Bahn-Tarifkonflikt steuert auf Arbeitskampf zu
Cockpit erwägt zurzeit begrenzte Streiks, bei denen das Personal an einzelnen Standorten für wenige Stunden die Arbeit niederlegt. Die Gewerkschaft will sich zudem mit den Gewerkschaften der Deutschen Bahn abstimmen. Auch dort gibt es im Tarifkonflikt noch keine Einigung. Der Streit steuert immer stärker auf einen Arbeitskampf zu.
Die Gewerkschaft Deutscher Lokomotivführer (GDL) mobilisierte ihre Mitglieder am gestrigen Mittwoch bei einem Aktionstag in Fulda. „Wir sind dazu gezwungen zu streiken, wenn wir keine anderen Angebote von der Arbeitgeberseite bekommen“, sagte dort der Vorsitzende Claus Weselsky. „Wann es losgehen kann, entscheidet schlussendlich unsere Geduld und die Frage, ob die Bahn sich bewegt“, fügte er hinzu.

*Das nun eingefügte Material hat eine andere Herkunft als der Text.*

//! opgen CLI entry point.

use std::path::{Path, PathBuf};
use std::process::ExitCode;

use clap::{Args, Parser, Subcommand};
use opgen_codegen::{
    read_table, write_all_atomically, write_atomically, Generator, GeneratorConfig, Mode,
};
use opgen_tables::{parse_binary_table, parse_instructions, parse_unary_table, TableKind};
use tracing::{error, info};
use tracing_subscriber::filter::ParseError;
use tracing_subscriber::EnvFilter;

#[derive(Parser)]
#[command(name = "opgen")]
#[command(about = "Generate interpreter boilerplate from descriptor tables")]
struct Cli {
    /// Generator configuration file (TOML)
    #[arg(short, long, global = true)]
    config: Option<PathBuf>,

    /// Log every generation stage
    #[arg(short, long, global = true)]
    verbose: bool,

    #[command(subcommand)]
    command: Commands,
}

#[derive(Subcommand)]
enum Commands {
    /// Generate the instruction class hierarchy
    Instructions {
        /// Instruction descriptor table
        table: PathBuf,

        /// Directory the header and source files are written to
        #[arg(short, long, default_value = ".")]
        out_dir: PathBuf,

        /// Also generate the visitor interface
        #[arg(long)]
        visitor: bool,
    },

    /// Binary operator result types for the type checker
    BinaryDecls(TableArgs),

    /// Binary operator lambdas for the interpreter
    BinaryDefs(TableArgs),

    /// Unary operator result types for the type checker
    UnaryDecls(TableArgs),

    /// Unary operator lambdas for the interpreter
    UnaryDefs(TableArgs),

    /// Parse a table and print its records as JSON
    Dump {
        /// Table format: instructions, binary or unary
        kind: TableKind,

        /// Table file
        table: PathBuf,
    },
}

#[derive(Args)]
struct TableArgs {
    /// Operator table
    table: PathBuf,

    /// Write to a file instead of stdout
    #[arg(short, long)]
    out: Option<PathBuf>,
}

fn main() -> ExitCode {
    let cli = Cli::parse();

    if let Err(err) = init_tracing(cli.verbose) {
        eprintln!("opgen: invalid log filter: {}", err);
        return ExitCode::FAILURE;
    }

    match run(cli) {
        Ok(()) => ExitCode::SUCCESS,
        Err(err) => {
            error!("{}", err);
            ExitCode::FAILURE
        }
    }
}

fn init_tracing(verbose: bool) -> Result<(), ParseError> {
    let directive = if verbose { "opgen=debug" } else { "opgen=info" };
    // Generated tables go to stdout, so logs stay on stderr
    tracing_subscriber::fmt()
        .with_env_filter(EnvFilter::from_default_env().add_directive(directive.parse()?))
        .with_writer(std::io::stderr)
        .init();
    Ok(())
}

fn run(cli: Cli) -> Result<(), Box<dyn std::error::Error>> {
    let config = match &cli.config {
        Some(path) => {
            info!("Using config {}", path.display());
            GeneratorConfig::from_file(path)?
        }
        None => GeneratorConfig::default(),
    };

    match cli.command {
        Commands::Instructions {
            table,
            out_dir,
            visitor,
        } => {
            let generator = Generator::new(config).with_visitor(visitor);
            let artifacts = generator
                .generate_file(Mode::Instructions, &table)?
                .into_artifacts();
            for path in write_all_atomically(&artifacts, &out_dir)? {
                println!("{} -> {}", table.display(), path.display());
            }
        }

        Commands::BinaryDecls(args) => run_operators(config, Mode::BinaryDeclarations, args)?,
        Commands::BinaryDefs(args) => run_operators(config, Mode::BinaryDefinitions, args)?,
        Commands::UnaryDecls(args) => run_operators(config, Mode::UnaryDeclarations, args)?,
        Commands::UnaryDefs(args) => run_operators(config, Mode::UnaryDefinitions, args)?,

        Commands::Dump { kind, table } => dump(kind, &table)?,
    }

    Ok(())
}

fn run_operators(
    config: GeneratorConfig,
    mode: Mode,
    args: TableArgs,
) -> Result<(), Box<dyn std::error::Error>> {
    info!(
        "Generating {} from {} table {}",
        mode,
        mode.table_kind(),
        args.table.display()
    );

    let generation = Generator::new(config).generate_file(mode, &args.table)?;
    for artifact in &generation.into_artifacts() {
        match &args.out {
            Some(path) => write_atomically(path, &artifact.contents)?,
            None => print!("{}", artifact.contents),
        }
    }

    Ok(())
}

fn dump(kind: TableKind, table: &Path) -> Result<(), Box<dyn std::error::Error>> {
    let source = read_table(table)?;
    let json = match kind {
        TableKind::Instructions => serde_json::to_string_pretty(&parse_instructions(&source)?)?,
        TableKind::Binary => serde_json::to_string_pretty(&parse_binary_table(&source)?)?,
        TableKind::Unary => serde_json::to_string_pretty(&parse_unary_table(&source)?)?,
    };
    println!("{}", json);
    Ok(())
}
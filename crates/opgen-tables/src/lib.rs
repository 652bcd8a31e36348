//! Descriptor and operator tables for opgen.
//!
//! A table is plain text with one entity per line. Three kinds exist:
//!
//! - Instruction descriptors: `Name[ : Type field[, Type field]*]`
//! - Binary operators: `TOKEN OP RESULT_TYPE LHS_TYPE RHS_TYPE`
//! - Unary operators: `TOKEN OP OPERAND_TYPE`
//!
//! Example:
//! ```text
//! InstConst  : int id
//! InstCast   : TypeTag from, TypeTag to
//! InstNot
//! ```
//!
//! Blank lines are skipped. Any other line that does not reduce to a record
//! fails the whole table.

mod parser;
mod record;

pub use parser::{
    parse_binary_line, parse_binary_table, parse_instruction_line, parse_instructions,
    parse_unary_line, parse_unary_table, TableError,
};
pub use record::{
    BinaryOperator, DispatchKey, DispatchKeyed, FieldSpec, InstructionDescriptor, Table,
    TableKind, UnaryOperator,
};

#[cfg(test)]
mod tests;
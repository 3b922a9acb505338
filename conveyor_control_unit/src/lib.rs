//! # Conveyor Control Unit Library
//!
//! Scan-based control engine for a two-conveyor line. Every component
//! re-evaluates its whole logic once per control cycle: read inputs, advance
//! its state machine and timers, publish outputs.
//!
//! ## Components (leaves first)
//!
//! 1. [`edge`] — rising-edge detection of command levels
//! 2. [`timer`] — on-delay timer, the shared timing primitive
//! 3. [`motor`] — motor start/ramp/run/stop/fault sequencing with simulated feedback
//! 4. [`conveyor`] — conveyor start/stop/fault supervision and data record
//! 5. [`orchestrator`] — line sequence driving two conveyors, publishes status
//! 6. [`cycle`] — cycle pacing, statistics and optional RT setup
//!
//! ## Determinism
//!
//! One pass per component per cycle, no blocking, no allocation in the
//! cycle path. Outputs are the instance state right after this cycle's
//! transition and are consumed by callers on the next cycle.

pub mod conveyor;
pub mod cycle;
pub mod edge;
pub mod motor;
pub mod orchestrator;
pub mod timer;
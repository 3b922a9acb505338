//! Conveyor control state machine.
//!
//! Reuses [`MotorState`] at a coarser granularity: a flat start delay, no
//! ramp arithmetic. Differences from the motor machine:
//!
//! - `reset` is a continuous inhibitor: while it is low the conveyor is held
//!   in `Stopped` and its fault latch is cleared, every cycle.
//! - `Stopping` is a single-cycle transient.
//! - `Fault` is cleared by `reset` alone, without any condition check.
//! - One debounce timer watches for sustained speed above the overspeed
//!   threshold while running.
//!
//! The [`ConveyorData`] record is refreshed at the end of every cycle and is
//! never read back by the control logic.

use std::time::Duration;

use conveyor_common::config::ConveyorConfig;
use conveyor_common::fault::FaultCause;
use conveyor_common::state::MotorState;
use conveyor_common::status::ConveyorData;
use tracing::{debug, warn};

use crate::edge::RisingEdge;
use crate::timer::OnDelayTimer;

/// Commands and setpoint sampled at cycle start.
#[derive(Debug, Clone, Copy, Default, PartialEq)]
pub struct ConveyorInputs {
    pub start: bool,
    /// Continuous permission; low holds the conveyor in `Stopped`.
    pub reset: bool,
    /// Requested speed [%].
    pub speed_setpoint: i32,
    /// Drive current measurement [A], folded into the diagnostics.
    pub measured_current: Option<f64>,
}

/// Values published after a cycle.
#[derive(Debug, Clone, Copy, Default, PartialEq, Eq)]
pub struct ConveyorOutputs {
    pub state: MotorState,
    pub running: bool,
    pub fault: bool,
    pub ready: bool,
    /// Actual speed [%], within `[0, 100]`.
    pub actual_speed: i32,
    pub start_count: u32,
}

#[derive(Debug, Clone, Default)]
struct ConveyorTimers {
    start_delay: OnDelayTimer,
    /// Unbounded accumulator for the current run.
    run_time: OnDelayTimer,
    fault_debounce: OnDelayTimer,
}

/// One conveyor instance.
#[derive(Debug, Clone)]
pub struct ConveyorControl {
    params: ConveyorConfig,
    state: MotorState,

    // ── Commands ──
    start: bool,
    reset: bool,
    speed_setpoint: i32,

    // ── Outputs ──
    running: bool,
    fault: bool,
    ready: bool,
    actual_speed: i32,

    // ── Internal ──
    fault_latch: bool,
    start_count: u32,
    start_edge: RisingEdge,
    timers: ConveyorTimers,
    /// Run time of completed runs.
    completed_run_time: Duration,
    fault_cause: Option<FaultCause>,
    data: ConveyorData,
}

impl ConveyorControl {
    /// Create a conveyor in `Stopped`.
    pub fn new(params: ConveyorConfig) -> Self {
        let data = ConveyorData::new(
            params.min_speed,
            params.max_speed,
            params.maintenance_interval(),
        );
        Self {
            params,
            state: MotorState::Stopped,
            start: false,
            reset: false,
            speed_setpoint: 0,
            running: false,
            fault: false,
            ready: false,
            actual_speed: 0,
            fault_latch: false,
            start_count: 0,
            start_edge: RisingEdge::new(),
            timers: ConveyorTimers::default(),
            completed_run_time: Duration::ZERO,
            fault_cause: None,
            data,
        }
    }

    #[inline]
    pub const fn state(&self) -> MotorState {
        self.state
    }

    /// Start command seen on the last cycle.
    #[inline]
    pub const fn start_command(&self) -> bool {
        self.start
    }

    #[inline]
    pub const fn start_count(&self) -> u32 {
        self.start_count
    }

    #[inline]
    pub const fn fault_cause(&self) -> Option<FaultCause> {
        self.fault_cause
    }

    /// Elapsed time of the start-delay timer.
    #[inline]
    pub const fn start_delay_elapsed(&self) -> Duration {
        self.timers.start_delay.elapsed()
    }

    /// Total run time across all runs.
    pub fn run_time(&self) -> Duration {
        self.completed_run_time
            .saturating_add(self.timers.run_time.elapsed())
    }

    /// Reporting record as of the last cycle.
    #[inline]
    pub fn data(&self) -> &ConveyorData {
        &self.data
    }

    pub fn outputs(&self) -> ConveyorOutputs {
        ConveyorOutputs {
            state: self.state,
            running: self.running,
            fault: self.fault,
            ready: self.ready,
            actual_speed: self.actual_speed,
            start_count: self.start_count,
        }
    }

    /// Load a state value from retained memory or an operator panel.
    ///
    /// Values outside the enumeration force `Fault`.
    pub fn restore_raw_state(&mut self, raw: u8) {
        match MotorState::from_u8(raw) {
            Some(state) => self.state = state,
            None => {
                warn!(raw, "invalid conveyor state value");
                self.enter_fault(FaultCause::InvalidState(raw));
            }
        }
        self.publish_flags();
    }

    /// Run one control cycle of length `dt`.
    pub fn advance(&mut self, inputs: &ConveyorInputs, dt: Duration) -> ConveyorOutputs {
        self.start = inputs.start;
        self.reset = inputs.reset;
        self.speed_setpoint = inputs.speed_setpoint;

        if self.start_edge.update(inputs.start) {
            self.start_count = self.start_count.saturating_add(1);
        }

        if !inputs.reset {
            if self.state != MotorState::Stopped {
                self.transition(MotorState::Stopped);
            }
            self.fault_latch = false;
        }

        match self.state {
            MotorState::Stopped => self.step_stopped(),
            MotorState::Starting => self.step_starting(dt),
            MotorState::Running => self.step_running(dt),
            MotorState::Stopping => self.step_stopping(),
            MotorState::Fault => self.step_fault(),
        }
        self.publish_flags();

        let overspeed =
            self.running && self.actual_speed > self.params.overspeed_threshold;
        let debounce =
            self.timers
                .fault_debounce
                .update(overspeed, self.params.fault_debounce(), dt);
        if debounce.done && self.state != MotorState::Fault {
            self.enter_fault(FaultCause::SustainedOverspeed);
            self.publish_flags();
        }

        if let Some(amps) = inputs.measured_current {
            self.data.diagnostics.record_current(amps);
        }
        self.refresh_data();
        self.outputs()
    }

    // ─── State arms ─────────────────────────────────────────────────

    fn step_stopped(&mut self) {
        self.actual_speed = 0;
        self.stop_run_timer();
        self.timers.start_delay.reset();
        if self.start && self.reset && !self.fault_latch {
            self.transition(MotorState::Starting);
        }
    }

    fn step_starting(&mut self, dt: Duration) {
        self.actual_speed = 0;
        let delay = self
            .timers
            .start_delay
            .update(true, self.params.start_delay(), dt);

        if !self.start || !self.reset {
            self.timers.start_delay.reset();
            self.transition(MotorState::Stopping);
        } else if delay.done {
            self.timers.run_time.reset();
            self.transition(MotorState::Running);
        }
    }

    fn step_running(&mut self, dt: Duration) {
        self.actual_speed = self.speed_setpoint.clamp(0, 100);
        self.timers.run_time.update(true, Duration::MAX, dt);

        if !self.start || !self.reset || self.fault_latch {
            self.transition(MotorState::Stopping);
        }
    }

    fn step_stopping(&mut self) {
        self.actual_speed = 0;
        self.stop_run_timer();
        self.transition(MotorState::Stopped);
    }

    fn step_fault(&mut self) {
        self.actual_speed = 0;
        self.stop_run_timer();
        if self.reset {
            self.fault_latch = false;
            self.transition(MotorState::Stopped);
        }
    }

    // ─── Helpers ────────────────────────────────────────────────────

    fn transition(&mut self, next: MotorState) {
        debug!(from = self.state.name(), to = next.name(), "conveyor transition");
        self.state = next;
    }

    fn enter_fault(&mut self, cause: FaultCause) {
        warn!(
            from = self.state.name(),
            cause = cause.description(),
            "conveyor fault"
        );
        self.state = MotorState::Fault;
        self.fault_latch = true;
        self.fault_cause = Some(cause);
        self.actual_speed = 0;
        self.stop_run_timer();
        self.timers.start_delay.reset();
        self.data.diagnostics.record_fault(cause);
    }

    /// Fold the live run into the completed total and stop the accumulator.
    fn stop_run_timer(&mut self) {
        let elapsed = self.timers.run_time.elapsed();
        if !elapsed.is_zero() {
            self.completed_run_time = self.completed_run_time.saturating_add(elapsed);
        }
        self.timers.run_time.reset();
    }

    fn publish_flags(&mut self) {
        self.running = self.state == MotorState::Running;
        self.fault = self.state == MotorState::Fault;
        self.ready = self.state == MotorState::Stopped;
    }

    fn refresh_data(&mut self) {
        let run_time = self.run_time();
        let data = &mut self.data;
        data.running = self.running;
        data.speed = self.actual_speed;
        data.start_count = self.start_count;
        data.run_time = run_time;
        data.maintenance_remaining = self
            .params
            .maintenance_interval()
            .saturating_sub(run_time);
    }
}

// ─── Tests ──────────────────────────────────────────────────────────
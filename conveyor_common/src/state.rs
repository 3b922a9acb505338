//! State enumerations shared across the workspace.
//!
//! `MotorState` is the single state type used by both the motor and the
//! conveyor state machines; each owner keeps its own transition function.
//! All enums are `#[repr(u8)]` so they can be retained or exchanged as raw
//! bytes; `from_u8` returns `None` for values outside the enumeration.

use serde::{Deserialize, Serialize};
use static_assertions::const_assert_eq;

/// Drive sequence state (motor and conveyor).
#[derive(Debug, Clone, Copy, PartialEq, Eq, Hash, Serialize, Deserialize, Default)]
#[repr(u8)]
pub enum MotorState {
    /// Idle, outputs zero.
    #[default]
    Stopped = 0,
    /// Start delay running.
    Starting = 1,
    /// Producing speed.
    Running = 2,
    /// Decelerating towards standstill.
    Stopping = 3,
    /// Latched fault, waits for reset.
    Fault = 4,
}

impl MotorState {
    /// Convert from raw `u8`. Returns `None` for invalid values.
    #[inline]
    pub const fn from_u8(value: u8) -> Option<Self> {
        match value {
            0 => Some(Self::Stopped),
            1 => Some(Self::Starting),
            2 => Some(Self::Running),
            3 => Some(Self::Stopping),
            4 => Some(Self::Fault),
            _ => None,
        }
    }

    /// Short display name.
    pub const fn name(&self) -> &'static str {
        match self {
            Self::Stopped => "Stopped",
            Self::Starting => "Starting",
            Self::Running => "Running",
            Self::Stopping => "Stopping",
            Self::Fault => "Fault",
        }
    }
}

/// Orchestrator sequence state.
///
/// Discriminants follow the step numbering of the line sequence
/// (`Initialize → Ready → Running → Stopping → Ready`).
#[derive(Debug, Clone, Copy, PartialEq, Eq, Hash, Serialize, Deserialize, Default)]
#[repr(u8)]
pub enum SystemState {
    #[default]
    Initialize = 0,
    Ready = 10,
    Running = 20,
    Stopping = 30,
}

impl SystemState {
    #[inline]
    pub const fn from_u8(value: u8) -> Option<Self> {
        match value {
            0 => Some(Self::Initialize),
            10 => Some(Self::Ready),
            20 => Some(Self::Running),
            30 => Some(Self::Stopping),
            _ => None,
        }
    }

    /// Status text published while in this state.
    pub const fn status_text(&self) -> &'static str {
        match self {
            Self::Initialize => "Initializing",
            Self::Ready => "System ready",
            Self::Running => "System running",
            Self::Stopping => "System stopping",
        }
    }
}

const_assert_eq!(core::mem::size_of::<MotorState>(), 1);
const_assert_eq!(core::mem::size_of::<SystemState>(), 1);
//! Fault flags and fault causes.
//!
//! Motor sub-flags are recomputed every cycle from current and speed
//! thresholds; they are inputs to debounce logic, not errors themselves.

use bitflags::bitflags;
use serde::{Deserialize, Serialize};

bitflags! {
    /// Motor threshold violations, recomputed every cycle.
    #[derive(Debug, Clone, Copy, PartialEq, Eq, Hash, Default)]
    pub struct MotorFaults: u8 {
        /// Current above the overcurrent limit.
        const OVERCURRENT = 0x01;
        /// Actual speed above command plus margin.
        const OVERSPEED   = 0x02;
        /// Actual speed below command minus margin after ramp-up.
        const UNDERSPEED  = 0x04;
    }
}

impl MotorFaults {
    /// Returns true if any sub-flag is set.
    #[inline]
    pub const fn any(&self) -> bool {
        !self.is_empty()
    }
}

/// Reason an instance entered the Fault state.
#[derive(Debug, Clone, Copy, PartialEq, Eq, Hash, Serialize, Deserialize)]
pub enum FaultCause {
    /// Debounced motor threshold violation.
    Threshold(u8),
    /// Conveyor ran above the overspeed threshold for the debounce window.
    SustainedOverspeed,
    /// A raw state value outside the state enumeration was loaded.
    InvalidState(u8),
}

impl FaultCause {
    /// Human readable description for the data record.
    pub fn description(&self) -> &'static str {
        match self {
            Self::Threshold(bits) => {
                let flags = MotorFaults::from_bits_truncate(*bits);
                if flags.contains(MotorFaults::OVERCURRENT) {
                    "Overcurrent"
                } else if flags.contains(MotorFaults::OVERSPEED) {
                    "Overspeed"
                } else {
                    "Underspeed"
                }
            }
            Self::SustainedOverspeed => "Sustained speed above limit",
            Self::InvalidState(_) => "Invalid state value",
        }
    }
}
//! Integration test: orchestrator auto mode driving both conveyors.
//!
//! Validates: start flags toggle exactly once per auto period, both
//! conveyors see the same command every cycle, a stop request drains the
//! line back to Ready.

use std::time::Duration;

use conveyor_common::config::ControlConfig;
use conveyor_common::state::{MotorState, SystemState};
use conveyor_common::status::SystemStatus;

use conveyor_control_unit::orchestrator::{Orchestrator, OrchestratorInputs};

const DT: Duration = Duration::from_millis(10);

/// Auto period of 20 ticks.
const PERIOD: u64 = 20;

fn line_config() -> ControlConfig {
    let mut config = ControlConfig::default();
    config.orchestrator.auto_toggle_ms = PERIOD * 10;
    config.conveyor.start_delay_ms = 50;
    config
}

fn auto_inputs() -> OrchestratorInputs {
    OrchestratorInputs {
        start_system: true,
        reset: true,
        auto_mode: true,
        ..Default::default()
    }
}

// ── Scenario E: lock-step toggle ────────────────────────────────────

#[test]
fn start_flags_toggle_once_per_period_in_sync() {
    let mut line = Orchestrator::new(&line_config());
    let mut status = SystemStatus::new();

    // Initialize → Ready → Running.
    line.advance(&auto_inputs(), &mut status, DT);
    line.advance(&auto_inputs(), &mut status, DT);
    assert_eq!(line.state(), SystemState::Running);

    let mut previous = line.conveyor_start();
    let mut toggles = Vec::new();
    for cycle in 1..=(PERIOD * 6) {
        line.advance(&auto_inputs(), &mut status, DT);
        let [first, second] = line.conveyors();
        assert_eq!(first.start_command(), second.start_command());
        assert_eq!(first.start_command(), line.conveyor_start());
        if line.conveyor_start() != previous {
            toggles.push(cycle);
            previous = line.conveyor_start();
        }
    }

    assert_eq!(toggles, [20, 40, 60, 80, 100, 120]);
}

#[test]
fn conveyors_run_at_their_setpoints() {
    let mut config = line_config();
    config.orchestrator.conveyor_setpoints = [40, 65];
    let mut line = Orchestrator::new(&config);
    let mut status = SystemStatus::new();

    // Two sequence cycles + one period until the first toggle, then the
    // start delay and one more cycle for speed to follow.
    let mut outputs = line.advance(&auto_inputs(), &mut status, DT);
    for _ in 0..(2 + PERIOD + 6) {
        outputs = line.advance(&auto_inputs(), &mut status, DT);
    }
    assert!(outputs.iter().all(|o| o.state == MotorState::Running));
    assert_eq!(outputs[0].actual_speed, 40);
    assert_eq!(outputs[1].actual_speed, 65);
    assert!(status.system_running);
    assert_eq!(status.status_message.as_str(), "System running");
}

#[test]
fn stop_request_drains_line() {
    let mut line = Orchestrator::new(&line_config());
    let mut status = SystemStatus::new();
    for _ in 0..(2 + PERIOD + 10) {
        line.advance(&auto_inputs(), &mut status, DT);
    }
    assert!(line.conveyors().iter().all(|c| c.state() == MotorState::Running));

    let stop = OrchestratorInputs {
        stop_system: true,
        ..auto_inputs()
    };
    line.advance(&stop, &mut status, DT);
    assert_eq!(line.state(), SystemState::Stopping);
    assert!(line.conveyors().iter().all(|c| c.state() == MotorState::Stopping));

    line.advance(&stop, &mut status, DT);
    assert_eq!(line.state(), SystemState::Ready);
    assert!(line.conveyors_at_rest());
    assert!(!status.system_running);

    // Holding stop keeps the line in Ready.
    for _ in 0..PERIOD * 2 {
        line.advance(&stop, &mut status, DT);
        assert_eq!(line.state(), SystemState::Ready);
        assert!(!line.conveyor_start());
    }
}

#[test]
fn reset_low_inhibits_conveyors_but_not_sequence() {
    let mut line = Orchestrator::new(&line_config());
    let mut status = SystemStatus::new();
    let inhibited = OrchestratorInputs {
        reset: false,
        ..auto_inputs()
    };
    for _ in 0..(PERIOD * 3) {
        let outputs = line.advance(&inhibited, &mut status, DT);
        assert!(outputs.iter().all(|o| o.state == MotorState::Stopped));
    }
    assert_eq!(line.state(), SystemState::Running);
}
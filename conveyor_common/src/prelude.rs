//! Prelude module for common re-exports.
//!
//! ```rust
//! use conveyor_common::prelude::*;
//! ```

// ─── Configuration ──────────────────────────────────────────────────
pub use crate::config::{
    ConfigError, ConfigLoader, ControlConfig, ConveyorConfig, CycleConfig, LogLevel, MotorConfig,
    OrchestratorConfig, SharedConfig,
};

// ─── State & Faults ─────────────────────────────────────────────────
pub use crate::fault::{FaultCause, MotorFaults};
pub use crate::state::{MotorState, SystemState};

// ─── Reporting ──────────────────────────────────────────────────────
pub use crate::status::{ConveyorData, ConveyorDiagnostics, StatusText, SystemStatus};

// ─── System Constants ───────────────────────────────────────────────
pub use crate::consts::{CONVEYOR_COUNT, SPEED_MAX, SPEED_MIN};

Die Bahn müsse ihre „Verweigerungshaltung“ aufgeben.
Die GDL fordert in der laufenden Tarifrunde fünf Prozent mehr Lohn und zwei Stunden weniger Wochenarbeitszeit. Es geht aber nicht nur ums Geld für die Beschäftigten. Thema ist auch die Form der Zusammenarbeit der GDL mit der Eisenbahn- und Verkehrsgewerkschaft (EVG). So will die Lokführergewerkschaft auch für andere Bahn-Beschäftigte verhandeln und damit der mitgliederstärkeren EVG Konkurrenz machen.
Das Problem, das Spartengewerkschaften wie die der Flugbegleiter, Lokomotivführer oder Fluglotsen im Fall der Fälle ganze Wirtschaftsbranchen lahmlegen können, ist kein Neues. Die Politik hat dafür noch keine Lösung gefunden. Dass Handlungsbedarf besteht, legt eine Studie des Instituts der deutschen Wirtschaft Köln (IW) aus dem vergangenen Jahr.
IW-Studie: Mini-Gewerkschaften sind „auffallend konfliktfreudig“
Die Experten werteten mehr als 120 Tarifkonflikte aus und kommen zu dem ernüchternden Ergebnis, dass die kleinen Spartengewerkschaften mit Ausnahme der Vereinigung Cockpit „auffallend konfliktfreudig“ sind. „Überdurchschnittlich oft kommt es dort zu Warnstreiks oder einem Scheitern der Verhandlungen. Selbst streikerfahrene Branchengewerkschaften wie die IG Metall oder die Gewerkschaften im öffentlichen Dienst präsentieren sich friedfertiger“, resümieren die Experten.
Besonderer „Zündstoff“ bei Tarifverhandlungen entsteht der Studie zufolge, wenn ein Unternehmen in seiner Branche mit gleich mehreren rivalisierenden Gewerkschaften verhandeln muss, wie etwa bei Schienenverkehr oder Flugsicherung der Fall. „Es stolpert dann nicht selten von einer Tarifauseinandersetzung in die nächste, sodass die tarifliche Friedenspflicht eines einzelnen Tarifvertrags entwertet wird.“ In Branchen ohne Gewerkschaftswettbewerb liege die Konfliktintensität dagegen deutlich niedriger. Als Paradebeispiel nennt die Studie die chemische Industrie.
Die IW-Forscher plädieren deshalb – anders als Haucap - dafür, dass der Gesetzgeber den Grundsatz der Tarifeinheit wiederherstellt, um Konflikte einzudämmen. Dabei gilt die Formel: eine Branche, eine Gewerkschaft.